(WHAT TO DO):
In the entries below, find the line with "pub fn check_markers(ci_file: &Utf8Path)" and the line with "from the injector.". Reproduce those two lines and every line between them exactly, and nothing more.

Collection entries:
== == ==
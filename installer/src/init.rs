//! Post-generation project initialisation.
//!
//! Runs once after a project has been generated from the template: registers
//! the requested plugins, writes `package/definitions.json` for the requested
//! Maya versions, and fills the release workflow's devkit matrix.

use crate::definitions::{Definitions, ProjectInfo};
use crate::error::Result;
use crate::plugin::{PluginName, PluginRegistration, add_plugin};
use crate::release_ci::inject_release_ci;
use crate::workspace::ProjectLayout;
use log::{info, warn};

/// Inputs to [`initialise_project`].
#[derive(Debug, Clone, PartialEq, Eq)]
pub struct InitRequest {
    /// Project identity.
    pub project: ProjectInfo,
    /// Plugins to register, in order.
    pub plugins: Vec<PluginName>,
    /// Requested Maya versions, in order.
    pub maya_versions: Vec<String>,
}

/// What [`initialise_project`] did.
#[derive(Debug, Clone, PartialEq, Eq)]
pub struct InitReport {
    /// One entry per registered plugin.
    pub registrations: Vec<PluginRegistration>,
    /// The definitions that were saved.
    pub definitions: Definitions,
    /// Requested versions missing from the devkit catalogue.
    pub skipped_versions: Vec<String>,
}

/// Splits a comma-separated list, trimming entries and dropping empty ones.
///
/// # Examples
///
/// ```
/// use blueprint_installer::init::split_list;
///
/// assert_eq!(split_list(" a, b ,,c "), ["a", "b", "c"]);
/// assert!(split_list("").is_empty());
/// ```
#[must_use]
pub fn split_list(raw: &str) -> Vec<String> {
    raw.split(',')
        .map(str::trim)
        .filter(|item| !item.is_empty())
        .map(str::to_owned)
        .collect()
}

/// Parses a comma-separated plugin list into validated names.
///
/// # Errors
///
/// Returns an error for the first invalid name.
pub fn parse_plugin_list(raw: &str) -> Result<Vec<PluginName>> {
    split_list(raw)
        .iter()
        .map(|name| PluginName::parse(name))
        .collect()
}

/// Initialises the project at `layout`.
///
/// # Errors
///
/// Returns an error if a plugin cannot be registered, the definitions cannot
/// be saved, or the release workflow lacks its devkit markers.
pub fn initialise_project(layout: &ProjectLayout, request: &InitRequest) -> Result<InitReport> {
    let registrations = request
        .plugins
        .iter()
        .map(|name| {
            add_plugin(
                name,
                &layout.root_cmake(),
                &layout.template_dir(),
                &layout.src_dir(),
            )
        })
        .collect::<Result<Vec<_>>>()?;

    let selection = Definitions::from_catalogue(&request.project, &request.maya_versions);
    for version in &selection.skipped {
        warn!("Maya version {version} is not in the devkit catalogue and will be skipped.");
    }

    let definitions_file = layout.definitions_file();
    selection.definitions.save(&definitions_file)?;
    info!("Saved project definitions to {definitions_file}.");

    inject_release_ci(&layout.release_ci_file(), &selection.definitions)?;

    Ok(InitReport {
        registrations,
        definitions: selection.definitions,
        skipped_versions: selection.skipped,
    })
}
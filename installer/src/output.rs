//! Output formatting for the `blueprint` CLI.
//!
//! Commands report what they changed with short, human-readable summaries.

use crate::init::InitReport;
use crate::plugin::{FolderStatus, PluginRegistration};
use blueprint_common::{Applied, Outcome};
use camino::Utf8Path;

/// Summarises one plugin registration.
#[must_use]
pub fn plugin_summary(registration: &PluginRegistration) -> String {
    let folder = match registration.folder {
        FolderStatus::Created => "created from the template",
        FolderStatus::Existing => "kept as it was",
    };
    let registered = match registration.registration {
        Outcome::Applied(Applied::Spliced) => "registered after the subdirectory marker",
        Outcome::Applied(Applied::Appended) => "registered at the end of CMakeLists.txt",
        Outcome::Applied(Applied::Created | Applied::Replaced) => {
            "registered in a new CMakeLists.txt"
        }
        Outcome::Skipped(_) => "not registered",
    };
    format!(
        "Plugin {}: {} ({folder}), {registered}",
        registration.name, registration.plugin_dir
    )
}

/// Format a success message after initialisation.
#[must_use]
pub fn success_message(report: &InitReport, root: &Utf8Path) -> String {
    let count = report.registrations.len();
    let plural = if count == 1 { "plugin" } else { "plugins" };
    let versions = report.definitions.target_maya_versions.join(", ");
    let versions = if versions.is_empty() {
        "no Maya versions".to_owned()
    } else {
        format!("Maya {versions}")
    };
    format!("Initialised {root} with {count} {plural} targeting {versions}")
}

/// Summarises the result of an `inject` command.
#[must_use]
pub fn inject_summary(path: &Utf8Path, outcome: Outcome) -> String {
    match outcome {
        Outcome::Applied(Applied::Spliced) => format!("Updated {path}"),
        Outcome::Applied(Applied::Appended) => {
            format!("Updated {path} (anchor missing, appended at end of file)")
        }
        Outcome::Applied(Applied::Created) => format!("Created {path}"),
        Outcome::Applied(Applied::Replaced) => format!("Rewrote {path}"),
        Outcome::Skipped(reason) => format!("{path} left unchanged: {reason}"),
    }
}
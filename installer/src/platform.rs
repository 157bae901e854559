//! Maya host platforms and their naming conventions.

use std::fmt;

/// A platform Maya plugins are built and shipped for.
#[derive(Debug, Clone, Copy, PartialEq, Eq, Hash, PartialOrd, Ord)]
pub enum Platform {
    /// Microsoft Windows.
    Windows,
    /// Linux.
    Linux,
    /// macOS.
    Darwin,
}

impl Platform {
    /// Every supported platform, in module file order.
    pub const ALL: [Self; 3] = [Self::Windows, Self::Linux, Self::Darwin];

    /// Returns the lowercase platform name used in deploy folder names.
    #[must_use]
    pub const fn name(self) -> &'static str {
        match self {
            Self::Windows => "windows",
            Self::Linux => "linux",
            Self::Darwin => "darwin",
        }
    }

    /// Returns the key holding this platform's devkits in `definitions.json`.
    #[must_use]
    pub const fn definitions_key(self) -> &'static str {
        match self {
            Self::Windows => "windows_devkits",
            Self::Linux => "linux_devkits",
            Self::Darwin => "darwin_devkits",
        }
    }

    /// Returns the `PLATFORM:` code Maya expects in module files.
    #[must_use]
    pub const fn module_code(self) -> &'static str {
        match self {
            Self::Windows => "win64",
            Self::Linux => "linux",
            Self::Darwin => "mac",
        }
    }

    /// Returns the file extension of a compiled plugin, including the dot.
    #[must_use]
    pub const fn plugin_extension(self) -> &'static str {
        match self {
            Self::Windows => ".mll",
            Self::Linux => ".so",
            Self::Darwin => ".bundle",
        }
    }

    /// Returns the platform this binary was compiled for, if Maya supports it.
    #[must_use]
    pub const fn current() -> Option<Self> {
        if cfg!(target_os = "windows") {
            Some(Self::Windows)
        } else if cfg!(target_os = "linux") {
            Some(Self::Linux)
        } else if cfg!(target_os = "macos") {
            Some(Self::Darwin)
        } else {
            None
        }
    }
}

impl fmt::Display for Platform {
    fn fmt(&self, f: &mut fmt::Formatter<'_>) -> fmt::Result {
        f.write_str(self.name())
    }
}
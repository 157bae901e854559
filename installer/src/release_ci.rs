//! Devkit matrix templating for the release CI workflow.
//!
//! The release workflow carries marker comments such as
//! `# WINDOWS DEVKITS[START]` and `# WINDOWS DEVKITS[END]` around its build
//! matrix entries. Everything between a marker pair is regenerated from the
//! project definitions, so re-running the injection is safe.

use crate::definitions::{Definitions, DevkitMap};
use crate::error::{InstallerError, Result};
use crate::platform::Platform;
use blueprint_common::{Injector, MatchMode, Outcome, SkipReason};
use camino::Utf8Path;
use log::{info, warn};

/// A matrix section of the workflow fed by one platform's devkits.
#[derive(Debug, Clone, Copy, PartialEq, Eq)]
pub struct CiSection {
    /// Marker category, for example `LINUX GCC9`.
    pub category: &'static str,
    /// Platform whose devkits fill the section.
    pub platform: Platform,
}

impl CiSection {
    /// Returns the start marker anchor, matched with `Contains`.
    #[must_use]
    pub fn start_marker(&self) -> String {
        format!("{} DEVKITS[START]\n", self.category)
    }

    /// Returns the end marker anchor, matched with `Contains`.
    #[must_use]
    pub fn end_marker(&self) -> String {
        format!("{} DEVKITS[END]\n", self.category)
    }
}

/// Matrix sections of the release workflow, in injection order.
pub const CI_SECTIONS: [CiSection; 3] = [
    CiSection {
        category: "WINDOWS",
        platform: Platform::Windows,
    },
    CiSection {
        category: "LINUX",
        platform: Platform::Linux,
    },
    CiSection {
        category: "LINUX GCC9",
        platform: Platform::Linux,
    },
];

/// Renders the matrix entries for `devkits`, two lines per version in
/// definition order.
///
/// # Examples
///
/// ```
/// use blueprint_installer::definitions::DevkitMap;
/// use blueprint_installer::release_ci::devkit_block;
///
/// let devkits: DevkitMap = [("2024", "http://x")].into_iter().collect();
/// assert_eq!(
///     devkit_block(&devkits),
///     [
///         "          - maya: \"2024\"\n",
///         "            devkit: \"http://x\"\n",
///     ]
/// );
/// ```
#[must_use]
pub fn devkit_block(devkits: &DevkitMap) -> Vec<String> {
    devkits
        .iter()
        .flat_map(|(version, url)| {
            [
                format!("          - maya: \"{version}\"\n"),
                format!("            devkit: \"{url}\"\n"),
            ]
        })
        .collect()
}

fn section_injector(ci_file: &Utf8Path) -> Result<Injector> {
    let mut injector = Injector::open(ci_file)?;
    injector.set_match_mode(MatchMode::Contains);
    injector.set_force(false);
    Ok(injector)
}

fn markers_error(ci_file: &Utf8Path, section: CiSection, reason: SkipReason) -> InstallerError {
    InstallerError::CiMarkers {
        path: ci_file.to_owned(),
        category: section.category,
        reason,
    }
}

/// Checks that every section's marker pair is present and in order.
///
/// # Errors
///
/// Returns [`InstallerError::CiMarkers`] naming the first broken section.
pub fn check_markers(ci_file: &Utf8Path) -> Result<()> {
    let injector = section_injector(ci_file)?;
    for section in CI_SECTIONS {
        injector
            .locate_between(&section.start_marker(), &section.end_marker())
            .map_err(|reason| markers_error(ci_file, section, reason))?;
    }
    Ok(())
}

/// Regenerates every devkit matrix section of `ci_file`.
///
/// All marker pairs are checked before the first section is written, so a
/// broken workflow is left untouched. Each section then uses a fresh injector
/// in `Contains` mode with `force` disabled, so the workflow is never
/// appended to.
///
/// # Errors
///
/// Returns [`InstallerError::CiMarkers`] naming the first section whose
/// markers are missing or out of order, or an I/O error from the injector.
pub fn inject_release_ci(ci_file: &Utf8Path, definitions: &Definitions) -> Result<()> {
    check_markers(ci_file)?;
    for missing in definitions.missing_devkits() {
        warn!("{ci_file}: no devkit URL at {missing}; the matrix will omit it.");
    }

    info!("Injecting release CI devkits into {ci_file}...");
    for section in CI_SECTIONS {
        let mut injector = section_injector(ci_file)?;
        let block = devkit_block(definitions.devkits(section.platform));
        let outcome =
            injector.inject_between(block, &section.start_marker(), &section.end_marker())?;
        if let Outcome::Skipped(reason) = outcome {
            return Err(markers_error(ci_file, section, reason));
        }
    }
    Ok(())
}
== == ==
(WORKED SOLUTION):
pub fn check_markers(ci_file: &Utf8Path) -> Result<()> {
    let injector = section_injector(ci_file)?;
    for section in CI_SECTIONS {
        injector
            .locate_between(&section.start_marker(), &section.end_marker())
            .map_err(|reason| markers_error(ci_file, section, reason))?;
    }
    Ok(())
}

/// Regenerates every devkit matrix section of `ci_file`.
///
/// All marker pairs are checked before the first section is written, so a
/// broken workflow is left untouched. Each section then uses a fresh injector
/// in `Contains` mode with `force` disabled, so the workflow is never
/// appended to.
///
/// # Errors
///
/// Returns [`InstallerError::CiMarkers`] naming the first section whose
/// markers are missing or out of order, or an I/O error from the injector.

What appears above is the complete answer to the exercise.